I contacted musicians from three different cities, including Boston, to get their point of view. All three are well-known, risk-taking musicians who have gained devoted followings over the years, and they are almost guaranteed to bring out a good-sized audience here whenever they play. I asked them, most importantly, where they play when here, and why. I also asked them to compare the situation here with other U.S. cities.

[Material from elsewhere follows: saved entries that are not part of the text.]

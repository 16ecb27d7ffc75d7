//! `Marquee` UI - Leptos-based streaming frontend.
//!
//! Home feed of catalog titles and a full-screen player. Playback logic lives
//! in `marquee-core`; this crate binds it to the DOM and to hls.js.

// Component files tend to be large by nature - they contain view logic
#![allow(clippy::too_many_lines)]
// Option<Option<T>> is sometimes cleaner for "loading / missing / present"
#![allow(clippy::option_option)]
// Pass by value suggestions for small types like bool - not always clearer
#![allow(clippy::trivially_copy_pass_by_ref)]

pub mod api;
pub mod app;
pub mod components;
pub mod hls;
pub mod router;
pub mod theme;
pub mod types;
pub mod video_surface;

pub use app::App;
pub use types::Route;
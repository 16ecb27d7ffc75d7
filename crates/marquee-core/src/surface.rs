//! Playback surface interface.
//!
//! A surface is the media element plus the container it lives in. The player
//! relays user intent to it and mirrors its native events back into
//! [`PlaybackState`](crate::player::PlaybackState).

use serde::{Deserialize, Serialize};

/// Commands and queries the player issues against a playback surface.
#[cfg_attr(test, mockall::automock)]
pub trait PlaybackSurface {
    /// Point the surface directly at a URL (no adaptive engine).
    fn set_source(&mut self, url: &str);

    /// Whether the surface can play segmented manifests without an engine.
    fn can_play_segmented_natively(&self) -> bool;

    /// Start playback. Completion or refusal arrives as a later event.
    fn play(&mut self);

    /// Pause playback.
    fn pause(&mut self);

    /// Current position in seconds.
    fn current_time(&self) -> f64;

    /// Media duration in seconds, `None` until metadata has loaded.
    fn duration(&self) -> Option<f64>;

    /// Jump to an absolute position in seconds.
    fn seek_to(&mut self, seconds: f64);

    /// Set output volume in `[0, 1]`.
    fn set_volume(&mut self, volume: f64);

    /// Set the mute flag.
    fn set_muted(&mut self, muted: bool);

    /// Ask the platform to make the container fullscreen.
    fn request_fullscreen(&mut self);

    /// Leave fullscreen.
    fn exit_fullscreen(&mut self);
}

/// Native events a surface reports back.
#[derive(Debug, Clone, Copy, Serialize, Deserialize, PartialEq)]
#[serde(tag = "type", content = "data")]
pub enum SurfaceEvent {
    /// Playback position advanced.
    TimeUpdate,
    /// Playback actually started.
    Playing,
    /// Playback paused (including a refused `play`).
    Paused,
    /// Playback reached the end.
    Ended,
    /// Fullscreen state changed outside the player's control.
    FullscreenChanged(bool),
}

/// Returns the duration if it is usable for progress arithmetic.
pub(crate) fn known_duration(duration: Option<f64>) -> Option<f64> {
    duration.filter(|d| d.is_finite() && *d > 0.0)
}
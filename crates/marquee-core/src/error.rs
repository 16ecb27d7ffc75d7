//! Error types for Marquee core operations.
//!
//! Player-side failures (engine errors, unsupported formats, seeks on an
//! unready surface) are handled inside the player and only logged. The types
//! here cover the library surfaces that do report failures to callers: the
//! catalog store, the upload facade and configuration.

use std::path::PathBuf;

use thiserror::Error;

/// Result type alias using the crate's Error type.
pub type Result<T> = std::result::Result<T, Error>;

/// Errors that can occur in Marquee core operations.
#[derive(Debug, Error)]
pub enum Error {
    /// Catalog lookup or mutation failed.
    #[error(transparent)]
    Catalog(#[from] CatalogError),

    /// Upload request could not be served.
    #[error(transparent)]
    Upload(#[from] UploadError),

    /// File system operation failed.
    #[error(transparent)]
    FileSystem(#[from] FileSystemError),

    /// Configuration error.
    #[error("Configuration error: {0}")]
    Configuration(String),

    /// IO error wrapper.
    #[error("IO error: {0}")]
    Io(#[from] std::io::Error),

    /// Serialization error.
    #[error("Serialization error: {0}")]
    Serialization(#[from] serde_json::Error),
}

impl Error {
    /// Shorthand for a missing catalog title.
    pub fn title_not_found(id: impl Into<String>) -> Self {
        Self::Catalog(CatalogError::NotFound { id: id.into() })
    }

    /// Shorthand for a rejected field value.
    pub fn invalid_field(field: &'static str, reason: impl Into<String>) -> Self {
        Self::Catalog(CatalogError::InvalidField {
            field,
            reason: reason.into(),
        })
    }
}

/// Catalog errors.
#[derive(Debug, Error)]
pub enum CatalogError {
    /// No title with this id.
    #[error("Video not found: {id}")]
    NotFound {
        /// Requested id.
        id: String,
    },

    /// A field failed validation.
    #[error("Invalid {field}: {reason}")]
    InvalidField {
        /// Field name.
        field: &'static str,
        /// Why it was rejected.
        reason: String,
    },

    /// Transcode status change that the lifecycle does not allow.
    #[error("Illegal transcode transition for {id}: {from} -> {to}")]
    IllegalTransition {
        /// Title id.
        id: String,
        /// Current status.
        from: String,
        /// Requested status.
        to: String,
    },

    /// The backing store lock was poisoned by a panicking writer.
    #[error("Catalog store is unavailable")]
    StoreUnavailable,
}

/// Upload facade errors.
#[derive(Debug, Error)]
pub enum UploadError {
    /// Object storage credentials are not configured.
    #[error(
        "Object storage not configured. Set AWS_ACCESS_KEY_ID, AWS_SECRET_ACCESS_KEY, AWS_REGION, AWS_S3_BUCKET_NAME and AWS_CLOUDFRONT_DOMAIN to enable uploads"
    )]
    NotConfigured,

    /// A required request field was empty.
    #[error("Missing required field: {0}")]
    MissingField(&'static str),

    /// The file name could not be turned into an object key.
    #[error("Invalid file name: {0}")]
    InvalidFilename(String),

    /// The external signer refused to issue a URL.
    #[error("Failed to generate upload URL: {0}")]
    SigningFailed(String),
}

/// File system errors with path context.
#[derive(Debug, Error)]
pub enum FileSystemError {
    /// Reading a file failed.
    #[error("Failed to read {path}: {reason}")]
    ReadFailed {
        /// Path that could not be read.
        path: PathBuf,
        /// Underlying reason.
        reason: String,
    },

    /// Writing a file failed.
    #[error("Failed to write {path}: {reason}")]
    WriteFailed {
        /// Path that could not be written.
        path: PathBuf,
        /// Underlying reason.
        reason: String,
    },

    /// Creating a directory failed.
    #[error("Failed to create directory {path}: {reason}")]
    CreateDirFailed {
        /// Directory that could not be created.
        path: PathBuf,
        /// Underlying reason.
        reason: String,
    },
}

#[cfg(test)]
mod tests {
    use super::*;

    #[test]
    fn test_title_not_found_display() {
        let err = Error::title_not_found("abc");
        assert_eq!(err.to_string(), "Video not found: abc");
    }

    #[test]
    fn test_invalid_field_display() {
        let err = Error::invalid_field("title", "must not be empty");
        assert_eq!(err.to_string(), "Invalid title: must not be empty");
    }

    #[test]
    fn test_upload_missing_field_display() {
        let err: Error = UploadError::MissingField("videoId").into();
        assert_eq!(err.to_string(), "Missing required field: videoId");
    }

    #[test]
    fn test_file_system_error_display() {
        let err = Error::FileSystem(FileSystemError::ReadFailed {
            path: PathBuf::from("/test/config.json"),
            reason: "permission denied".to_string(),
        });
        assert!(err.to_string().contains("/test/config.json"));
        assert!(err.to_string().contains("permission denied"));
    }

    #[test]
    fn test_io_error_conversion() {
        let io_err = std::io::Error::new(std::io::ErrorKind::NotFound, "file not found");
        let err: Error = io_err.into();
        assert!(matches!(err, Error::Io(_)));
    }
}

Saxophonist Charlie Kohlhase has been based in the Boston area for more than twenty years and leads several groups, including the Charlie Kohlhase Quintet, the Explorer’s Club, and the Saxophone Support Group (whose name demonstrates the sense of humor required to survive here). Kohlhase used to appear occasionally at the Regattabar, but he told me now that since the previous booking agent (Hollander) left, he no longer does. He was playing at Artists-at-Large until it closed this spring, and now only plays at Brookline Tai Chi. (About both places he wrote: “the people are decent and trying to keep a scene going.”) He eschews places like the Lily Pad that “charge the artist to play—kind of a disturbing trend.”

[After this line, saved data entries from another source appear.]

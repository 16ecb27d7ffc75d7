//! Media source classification.
//!
//! Decides whether a URL points at a segmented adaptive stream (an HLS
//! manifest) or a single progressive file, which in turn selects the delivery
//! path the streaming session takes.

use serde::{Deserialize, Serialize};

/// File extension of a segmented-stream manifest.
pub const SEGMENTED_MANIFEST_EXTENSION: &str = ".m3u8";

/// MIME type probed on the surface for native segmented playback.
pub const SEGMENTED_MIME_TYPE: &str = "application/vnd.apple.mpegurl";

/// A classified playback source. Immutable for the lifetime of a session.
#[derive(Debug, Clone, Serialize, Deserialize, PartialEq, Eq)]
#[serde(rename_all = "camelCase")]
pub struct PlaybackSource {
    /// The URL as supplied by the page layer.
    pub url: String,
    /// Whether the URL is a segmented-stream manifest.
    pub is_segmented: bool,
}

impl PlaybackSource {
    /// Classify `url`.
    pub fn resolve(url: impl Into<String>) -> Self {
        let url = url.into();
        let is_segmented = is_segmented_url(&url);
        Self { url, is_segmented }
    }
}

/// Returns true if the URL's path ends with the manifest extension.
///
/// Query strings and fragments are ignored so signed CDN URLs such as
/// `index.m3u8?token=...` still classify as segmented.
pub fn is_segmented_url(url: &str) -> bool {
    let path = url.split(['?', '#']).next().unwrap_or(url);
    path.ends_with(SEGMENTED_MANIFEST_EXTENSION)
}
//! `<video>` element as a [`PlaybackSurface`].

use std::rc::Rc;

use leptos::task::spawn_local;
use marquee_core::{PlaybackSurface, SEGMENTED_MIME_TYPE};
use wasm_bindgen_futures::JsFuture;
use web_sys::{HtmlElement, HtmlVideoElement};

/// Called when the browser refuses a `play()` request, e.g. autoplay policy.
pub type RefusedPlay = Rc<dyn Fn()>;

/// A video element plus the container that goes fullscreen.
pub struct VideoSurface {
    video: HtmlVideoElement,
    container: HtmlElement,
    on_refused: RefusedPlay,
}

impl VideoSurface {
    /// Wrap `video`, using `container` for fullscreen.
    pub fn new(video: HtmlVideoElement, container: HtmlElement, on_refused: RefusedPlay) -> Self {
        Self {
            video,
            container,
            on_refused,
        }
    }

    /// The wrapped element.
    #[must_use]
    pub const fn video(&self) -> &HtmlVideoElement {
        &self.video
    }
}

/// Whether any element of the document is fullscreen.
#[must_use]
pub fn document_is_fullscreen() -> bool {
    web_sys::window()
        .and_then(|w| w.document())
        .and_then(|d| d.fullscreen_element())
        .is_some()
}

impl PlaybackSurface for VideoSurface {
    fn set_source(&mut self, url: &str) {
        self.video.set_src(url);
    }

    fn can_play_segmented_natively(&self) -> bool {
        !self.video.can_play_type(SEGMENTED_MIME_TYPE).is_empty()
    }

    fn play(&mut self) {
        let refused = Rc::clone(&self.on_refused);
        match self.video.play() {
            Ok(promise) => spawn_local(async move {
                if let Err(e) = JsFuture::from(promise).await {
                    leptos::logging::warn!("play() refused: {:?}", e);
                    refused();
                }
            }),
            Err(e) => {
                leptos::logging::warn!("play() threw: {:?}", e);
                spawn_local(async move { refused() });
            }
        }
    }

    fn pause(&mut self) {
        if let Err(e) = self.video.pause() {
            leptos::logging::warn!("pause() threw: {:?}", e);
        }
    }

    fn current_time(&self) -> f64 {
        self.video.current_time()
    }

    fn duration(&self) -> Option<f64> {
        let duration = self.video.duration();
        (!duration.is_nan()).then_some(duration)
    }

    fn seek_to(&mut self, seconds: f64) {
        self.video.set_current_time(seconds);
    }

    fn set_volume(&mut self, volume: f64) {
        self.video.set_volume(volume);
    }

    fn set_muted(&mut self, muted: bool) {
        self.video.set_muted(muted);
    }

    fn request_fullscreen(&mut self) {
        if let Err(e) = self.container.request_fullscreen() {
            leptos::logging::warn!("requestFullscreen failed: {:?}", e);
        }
    }

    fn exit_fullscreen(&mut self) {
        if !document_is_fullscreen() {
            return;
        }
        if let Some(document) = web_sys::window().and_then(|w| w.document()) {
            document.exit_fullscreen();
        }
    }
}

Saxophonist and clarinetist Ken Vandermark of Chicago, leader and co-leader of numerous groups (e.g. the Vandermark Five and the Free Music Ensemble), also cites the former Artists-at-Large and Zeitgeist galleries as his stomping grounds when here. Now that one is closed and the other has morphed, we’ll see if Vandermark will opt for the Lily Pad, Rutman’s, or something else—or stop coming all together. Vandermark also balks at the rental fee arrangement, and he notices a decline in Boston “since the period in the early 1980s when challenging music was presented on a regular basis at the Willow, Charlie’s Tap, and the 1369 club.” By contrast, he says, Chicago is a place where “not counting the mainstream jazz clubs, there is a place to perform cutting-edge music every night of the week.” He partially blames Boston’s much higher real estate costs for its problem, and points out that while New York has similar problems, “the musicians in the New York area have somehow been able to coordinate with presenters to keep music happening, in Manhattan and Brooklyn.”

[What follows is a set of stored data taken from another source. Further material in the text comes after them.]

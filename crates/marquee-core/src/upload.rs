//! Upload facade.
//!
//! Validates upload requests, derives where the source object and the
//! transcoded manifest will live, and asks a [`UrlSigner`] for a time-limited
//! upload URL. Signing itself belongs to the object-storage client and stays
//! behind the trait.

use std::sync::LazyLock;

use regex::Regex;
use serde::{Deserialize, Serialize};
use tracing::{error, info};

use crate::config::StorageConfig;
use crate::error::{Result, UploadError};

/// Content type assumed when the client does not send one.
pub const DEFAULT_CONTENT_TYPE: &str = "video/mp4";

/// Prefix of uploaded source objects.
pub const UPLOAD_PREFIX: &str = "inputs";

/// Characters that may not appear in an object key file name.
static UNSAFE_FILENAME_CHARS: LazyLock<Option<Regex>> =
    LazyLock::new(|| Regex::new(r"[^a-zA-Z0-9.\-]").ok());

/// Replace every character outside `[A-Za-z0-9.-]` with `_`.
///
/// Returns `None` only if the pattern failed to compile.
#[must_use]
pub fn sanitize_filename(name: &str) -> Option<String> {
    let re = UNSAFE_FILENAME_CHARS.as_ref()?;
    Some(re.replace_all(name, "_").into_owned())
}

/// Object key of an uploaded source file.
#[must_use]
pub fn upload_object_key(video_id: &str, sanitized_filename: &str) -> String {
    format!("{UPLOAD_PREFIX}/{video_id}/{sanitized_filename}")
}

/// CDN URL of the manifest the transcoder will publish for `filename`.
///
/// The last extension of the file name is replaced by `.m3u8`.
#[must_use]
pub fn cdn_manifest_url(cdn_domain: &str, video_id: &str, filename: &str) -> String {
    let stem = match filename.rfind('.') {
        Some(dot) if dot > 0 => &filename[..dot],
        _ => filename,
    };
    format!("https://{cdn_domain}/assets/{video_id}/HLS/{stem}.m3u8")
}

/// Issues time-limited upload URLs.
#[cfg_attr(test, mockall::automock)]
pub trait UrlSigner: Send + Sync {
    /// A URL that accepts a `PUT` of `content_type` to `bucket/key` for
    /// `expires_in_secs` seconds.
    ///
    /// # Errors
    ///
    /// Returns [`UploadError::SigningFailed`] if the storage client refuses.
    fn presign_put(
        &self,
        bucket: &str,
        key: &str,
        content_type: &str,
        expires_in_secs: u64,
    ) -> Result<String>;
}

/// Client request for an upload URL.
#[derive(Debug, Clone, Serialize, Deserialize, PartialEq, Eq)]
#[serde(rename_all = "camelCase")]
pub struct UploadRequest {
    /// Original file name.
    #[serde(default)]
    pub filename: String,
    /// MIME type, defaults to `video/mp4`.
    #[serde(default)]
    pub content_type: Option<String>,
    /// Catalog id the upload belongs to.
    #[serde(default)]
    pub video_id: String,
}

/// Where to upload and where the stream will appear.
#[derive(Debug, Clone, Serialize, Deserialize, PartialEq, Eq)]
#[serde(rename_all = "camelCase")]
pub struct UploadTicket {
    /// Presigned upload URL.
    pub upload_url: String,
    /// Object key of the upload.
    #[serde(rename = "s3Key")]
    pub object_key: String,
    /// Manifest URL once transcoding completes.
    pub hls_url: String,
}

/// Storage status shown on the admin settings page.
#[derive(Debug, Clone, Serialize, Deserialize, PartialEq, Eq)]
#[serde(rename_all = "camelCase")]
pub struct StorageStatus {
    /// Whether uploads are possible.
    pub configured: bool,
    /// Storage region.
    #[serde(default, skip_serializing_if = "Option::is_none")]
    pub region: Option<String>,
    /// Upload bucket.
    #[serde(default, skip_serializing_if = "Option::is_none")]
    pub bucket_name: Option<String>,
    /// CDN domain.
    #[serde(default, skip_serializing_if = "Option::is_none")]
    pub cloudfront_domain: Option<String>,
    /// Access key id, all but the last four characters masked.
    #[serde(default, skip_serializing_if = "Option::is_none")]
    pub access_key_id: Option<String>,
    /// Hint shown when not configured.
    #[serde(default, skip_serializing_if = "Option::is_none")]
    pub message: Option<String>,
}

/// Upload request handling over an optional storage configuration.
pub struct UploadFacade<S: UrlSigner> {
    storage: Option<StorageConfig>,
    signer: S,
}

impl<S: UrlSigner> UploadFacade<S> {
    /// Create a facade; `storage` is `None` when uploads are disabled.
    pub const fn new(storage: Option<StorageConfig>, signer: S) -> Self {
        Self { storage, signer }
    }

    /// Whether storage credentials are present.
    #[must_use]
    pub const fn is_configured(&self) -> bool {
        self.storage.is_some()
    }

    /// Storage status without secrets.
    #[must_use]
    pub fn status(&self) -> StorageStatus {
        match &self.storage {
            Some(storage) => StorageStatus {
                configured: true,
                region: Some(storage.region.clone()),
                bucket_name: Some(storage.bucket_name.clone()),
                cloudfront_domain: Some(storage.cdn_domain.clone()),
                access_key_id: Some(storage.masked_access_key()),
                message: None,
            },
            None => StorageStatus {
                configured: false,
                region: None,
                bucket_name: None,
                cloudfront_domain: None,
                access_key_id: None,
                message: Some(UploadError::NotConfigured.to_string()),
            },
        }
    }

    /// Validate `request` and issue an upload ticket.
    ///
    /// # Errors
    ///
    /// Returns [`UploadError::NotConfigured`] without storage settings,
    /// [`UploadError::MissingField`] for a blank file name or video id, and
    /// whatever the signer reports.
    pub fn request_upload(&self, request: &UploadRequest) -> Result<UploadTicket> {
        let storage = self.storage.as_ref().ok_or_else(|| {
            error!("Upload requested but object storage is not configured");
            UploadError::NotConfigured
        })?;

        if request.filename.trim().is_empty() {
            return Err(UploadError::MissingField("filename").into());
        }
        if request.video_id.trim().is_empty() {
            return Err(UploadError::MissingField("videoId").into());
        }

        let sanitized = sanitize_filename(&request.filename)
            .ok_or_else(|| UploadError::InvalidFilename(request.filename.clone()))?;
        let object_key = upload_object_key(&request.video_id, &sanitized);
        let content_type = request
            .content_type
            .as_deref()
            .filter(|ct| !ct.trim().is_empty())
            .unwrap_or(DEFAULT_CONTENT_TYPE);

        info!("Generating upload URL for {}", object_key);
        let upload_url = self.signer.presign_put(
            &storage.bucket_name,
            &object_key,
            content_type,
            storage.upload_url_expiry_secs,
        )?;

        Ok(UploadTicket {
            upload_url,
            hls_url: cdn_manifest_url(&storage.cdn_domain, &request.video_id, &sanitized),
            object_key,
        })
    }
}

#[cfg(test)]
#[allow(clippy::unwrap_used, clippy::expect_used)]
mod tests {
    use super::*;
    use crate::error::Error;
    use mockall::predicate::eq;

    fn storage() -> StorageConfig {
        StorageConfig {
            access_key_id: "AKIAEXAMPLE1234".to_string(),
            secret_access_key: "secret".to_string(),
            bucket_name: "marquee-uploads".to_string(),
            region: "us-east-1".to_string(),
            cdn_domain: "d111.cloudfront.net".to_string(),
            transcoder_endpoint: None,
            transcoder_role: None,
            upload_url_expiry_secs: 3600,
        }
    }

    fn request(filename: &str, video_id: &str) -> UploadRequest {
        UploadRequest {
            filename: filename.to_string(),
            content_type: None,
            video_id: video_id.to_string(),
        }
    }

    #[test]
    fn test_sanitize_filename() {
        assert_eq!(
            sanitize_filename("My Movie (final).mp4").as_deref(),
            Some("My_Movie__final_.mp4")
        );
        assert_eq!(sanitize_filename("clip-01.mov").as_deref(), Some("clip-01.mov"));
        assert_eq!(sanitize_filename("été.mp4").as_deref(), Some("_t_.mp4"));
        assert_eq!(sanitize_filename("../etc/passwd").as_deref(), Some(".._etc_passwd"));
    }

    #[test]
    fn test_object_key() {
        assert_eq!(
            upload_object_key("abc", "movie.mp4"),
            "inputs/abc/movie.mp4"
        );
    }

    #[test]
    fn test_cdn_manifest_url_drops_last_extension() {
        assert_eq!(
            cdn_manifest_url("d111.cloudfront.net", "abc", "movie.final.mp4"),
            "https://d111.cloudfront.net/assets/abc/HLS/movie.final.m3u8"
        );
        assert_eq!(
            cdn_manifest_url("cdn", "abc", "noext"),
            "https://cdn/assets/abc/HLS/noext.m3u8"
        );
    }

    #[test]
    fn test_request_upload_issues_ticket() {
        let mut signer = MockUrlSigner::new();
        signer
            .expect_presign_put()
            .with(
                eq("marquee-uploads"),
                eq("inputs/42/My_Movie.mp4"),
                eq("video/mp4"),
                eq(3600_u64),
            )
            .times(1)
            .returning(|_, _, _, _| Ok("https://signed.example.com/put".to_string()));

        let facade = UploadFacade::new(Some(storage()), signer);
        let ticket = facade.request_upload(&request("My Movie.mp4", "42")).unwrap();

        assert_eq!(ticket.upload_url, "https://signed.example.com/put");
        assert_eq!(ticket.object_key, "inputs/42/My_Movie.mp4");
        assert_eq!(
            ticket.hls_url,
            "https://d111.cloudfront.net/assets/42/HLS/My_Movie.m3u8"
        );
    }

    #[test]
    fn test_request_upload_keeps_content_type() {
        let mut signer = MockUrlSigner::new();
        signer
            .expect_presign_put()
            .withf(|_, _, content_type, _| content_type == "video/quicktime")
            .times(1)
            .returning(|_, _, _, _| Ok("url".to_string()));

        let facade = UploadFacade::new(Some(storage()), signer);
        let mut req = request("clip.mov", "7");
        req.content_type = Some("video/quicktime".to_string());
        facade.request_upload(&req).unwrap();
    }

    #[test]
    fn test_request_upload_requires_configuration() {
        let mut signer = MockUrlSigner::new();
        signer.expect_presign_put().never();

        let facade = UploadFacade::new(None, signer);
        let err = facade.request_upload(&request("a.mp4", "1")).unwrap_err();
        assert!(matches!(err, Error::Upload(UploadError::NotConfigured)));
    }

    #[test]
    fn test_request_upload_requires_fields() {
        let mut signer = MockUrlSigner::new();
        signer.expect_presign_put().never();
        let facade = UploadFacade::new(Some(storage()), signer);

        let err = facade.request_upload(&request("", "1")).unwrap_err();
        assert!(matches!(
            err,
            Error::Upload(UploadError::MissingField("filename"))
        ));
        let err = facade.request_upload(&request("a.mp4", " ")).unwrap_err();
        assert!(matches!(
            err,
            Error::Upload(UploadError::MissingField("videoId"))
        ));
    }

    #[test]
    fn test_signer_failure_propagates() {
        let mut signer = MockUrlSigner::new();
        signer
            .expect_presign_put()
            .returning(|_, _, _, _| Err(UploadError::SigningFailed("expired credentials".into()).into()));

        let facade = UploadFacade::new(Some(storage()), signer);
        let err = facade.request_upload(&request("a.mp4", "1")).unwrap_err();
        assert!(err.to_string().contains("expired credentials"));
    }

    #[test]
    fn test_status_masks_access_key() {
        let facade = UploadFacade::new(Some(storage()), MockUrlSigner::new());
        let status = facade.status();
        assert!(status.configured);
        assert_eq!(status.access_key_id.as_deref(), Some("****1234"));
        assert_eq!(status.bucket_name.as_deref(), Some("marquee-uploads"));

        let json = serde_json::to_value(&status).unwrap();
        assert_eq!(json["cloudfrontDomain"], "d111.cloudfront.net");
        assert!(json.get("message").is_none());
    }

    #[test]
    fn test_status_when_unconfigured() {
        let facade = UploadFacade::new(None, MockUrlSigner::new());
        let status = facade.status();
        assert!(!status.configured);
        assert!(status.access_key_id.is_none());
        assert!(status.message.unwrap().contains("AWS_S3_BUCKET_NAME"));
    }

    #[test]
    fn test_ticket_json_matches_api() {
        let ticket = UploadTicket {
            upload_url: "u".to_string(),
            object_key: "inputs/1/a.mp4".to_string(),
            hls_url: "h".to_string(),
        };
        let json = serde_json::to_value(&ticket).unwrap();
        assert_eq!(json["s3Key"], "inputs/1/a.mp4");
        assert_eq!(json["uploadUrl"], "u");
        assert_eq!(json["hlsUrl"], "h");
    }
}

New York-based pianist Matthew Shipp, who performs and records as a soloist and in numerous other formations, said that New York really isn’t much better than Boston in this regard—it was a “don’t get me started!” moment in the conversation. He pointed out that the scene shifts from city to city, often depending on the existence of even one competent individual promoting jazz performances at any given time in a given city. (In Boston that individual was, for some years, a young man named Billy Ruane.) Currently, Shipp said, he has found the climate more favorable in places like Nashville and Austin. As for Boston, while Shipp used to play occasionally at The Middle East, he almost never plays here now unless he is featured in one of the four seasonal Boston Creative Music Alliance concerts—i.e. once a year, if we’re lucky. Keep in mind the piano issue here, add to it the inhospitality of the Regattabar et al., and the unpopular rental situation at the remaining two Boston-area venues that have pianos, and it’s clear that Boston has practically closed its doors to Shipp and countless other pianists, and their fans.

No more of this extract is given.